[Stored data entries]

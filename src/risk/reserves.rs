use crate::api::{ExchangeClient, ExchangeError};
use crate::config::ReserveSettings;
use crate::models::{BalanceSnapshot, MarketSymbol, Order, OrderResult, OrderSide};

/// What the balance floors call for, before anything is placed
#[derive(Debug, Clone, Copy, PartialEq)]
pub struct ReserveAssessment {
    /// Quote total is below its floor. Reported only; nothing is bought or moved.
    pub quote_below_floor: bool,
    /// Base units to buy to bring the base total back to its floor
    pub base_top_up: Option<f64>,
}

#[derive(Debug, Clone, PartialEq)]
pub struct ReserveReport {
    pub assessment: ReserveAssessment,
    pub top_up: Option<OrderResult>,
}

impl ReserveReport {
    pub fn placed_order(&self) -> bool {
        self.top_up.is_some()
    }
}

/// Checks balance floors once per cycle, ahead of the signal-driven action
///
/// A base total under its floor is bought back up to exactly the floor. A
/// quote total under its floor only raises a warning.
#[derive(Debug, Clone, Copy)]
pub struct ReserveMonitor {
    floors: ReserveSettings,
}

impl ReserveMonitor {
    pub fn new(floors: ReserveSettings) -> Self {
        Self { floors }
    }

    pub fn assess(&self, balances: &BalanceSnapshot) -> ReserveAssessment {
        let quote_below_floor = balances.quote_asset_total < self.floors.quote_floor;
        let base_top_up = if balances.base_asset_total < self.floors.base_floor {
            Some(self.floors.base_floor - balances.base_asset_total)
        } else {
            None
        };

        ReserveAssessment {
            quote_below_floor,
            base_top_up,
        }
    }

    /// Assess the floors and place the base top-up order if one is due
    pub async fn enforce<E: ExchangeClient + ?Sized>(
        &self,
        exchange: &E,
        symbol: &MarketSymbol,
        balances: &BalanceSnapshot,
        current_price: f64,
    ) -> Result<ReserveReport, ExchangeError> {
        let assessment = self.assess(balances);

        if assessment.quote_below_floor {
            tracing::warn!(
                "⚠️  {} balance {:.2} below reserve floor {:.2}, no automatic top-up",
                symbol.quote,
                balances.quote_asset_total,
                self.floors.quote_floor
            );
        }

        let top_up = match assessment.base_top_up {
            Some(amount) => {
                tracing::warn!(
                    "⚠️  {} balance {:.6} below reserve floor {:.6}, buying {:.6}",
                    symbol.base,
                    balances.base_asset_total,
                    self.floors.base_floor,
                    amount
                );

                let order = Order {
                    side: OrderSide::Buy,
                    base_amount: amount,
                    price: current_price,
                };
                let fill = exchange.place_order(symbol, &order).await?;

                tracing::info!(
                    "🟢 Reserve top-up: bought {:.6} {} @ {:.2} {}",
                    fill.base_amount,
                    symbol.base,
                    fill.fill_price,
                    symbol.quote
                );
                Some(fill)
            }
            None => None,
        };

        Ok(ReserveReport { assessment, top_up })
    }
}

#### Assignment:
All the entries are to be set down exactly as they appear.

#### Completed task:
filename src/risk/reserves.rs
use crate::api::{ExchangeClient, ExchangeError};
use crate::config::ReserveSettings;
use crate::models::{BalanceSnapshot, MarketSymbol, Order, OrderResult, OrderSide};

/// What the balance floors call for, before anything is placed
#[derive(Debug, Clone, Copy, PartialEq)]
pub struct ReserveAssessment {
    /// Quote total is below its floor. Reported only; nothing is bought or moved.
    pub quote_below_floor: bool,
    /// Base units to buy to bring the base total back to its floor
    pub base_top_up: Option<f64>,
}

#[derive(Debug, Clone, PartialEq)]
pub struct ReserveReport {
    pub assessment: ReserveAssessment,
    pub top_up: Option<OrderResult>,
}

impl ReserveReport {
    pub fn placed_order(&self) -> bool {
        self.top_up.is_some()
    }
}

/// Checks balance floors once per cycle, ahead of the signal-driven action
///
/// A base total under its floor is bought back up to exactly the floor. A
/// quote total under its floor only raises a warning.
#[derive(Debug, Clone, Copy)]
pub struct ReserveMonitor {
    floors: ReserveSettings,
}

impl ReserveMonitor {
    pub fn new(floors: ReserveSettings) -> Self {
        Self { floors }
    }

    pub fn assess(&self, balances: &BalanceSnapshot) -> ReserveAssessment {
        let quote_below_floor = balances.quote_asset_total < self.floors.quote_floor;
        let base_top_up = if balances.base_asset_total < self.floors.base_floor {
            Some(self.floors.base_floor - balances.base_asset_total)
        } else {
            None
        };

        ReserveAssessment {
            quote_below_floor,
            base_top_up,
        }
    }

    /// Assess the floors and place the base top-up order if one is due
    pub async fn enforce<E: ExchangeClient + ?Sized>(
        &self,
        exchange: &E,
        symbol: &MarketSymbol,
        balances: &BalanceSnapshot,
        current_price: f64,
    ) -> Result<ReserveReport, ExchangeError> {
        let assessment = self.assess(balances);

        if assessment.quote_below_floor {
            tracing::warn!(
                "⚠️  {} balance {:.2} below reserve floor {:.2}, no automatic top-up",
                symbol.quote,
                balances.quote_asset_total,
                self.floors.quote_floor
            );
        }

        let top_up = match assessment.base_top_up {
            Some(amount) => {
                tracing::warn!(
                    "⚠️  {} balance {:.6} below reserve floor {:.6}, buying {:.6}",
                    symbol.base,
                    balances.base_asset_total,
                    self.floors.base_floor,
                    amount
                );

                let order = Order {
                    side: OrderSide::Buy,
                    base_amount: amount,
                    price: current_price,
                };
                let fill = exchange.place_order(symbol, &order).await?;

                tracing::info!(
                    "🟢 Reserve top-up: bought {:.6} {} @ {:.2} {}",
                    fill.base_amount,
                    symbol.base,
                    fill.fill_price,
                    symbol.quote
                );
                Some(fill)
            }
            None => None,
        };

        Ok(ReserveReport { assessment, top_up })
    }
}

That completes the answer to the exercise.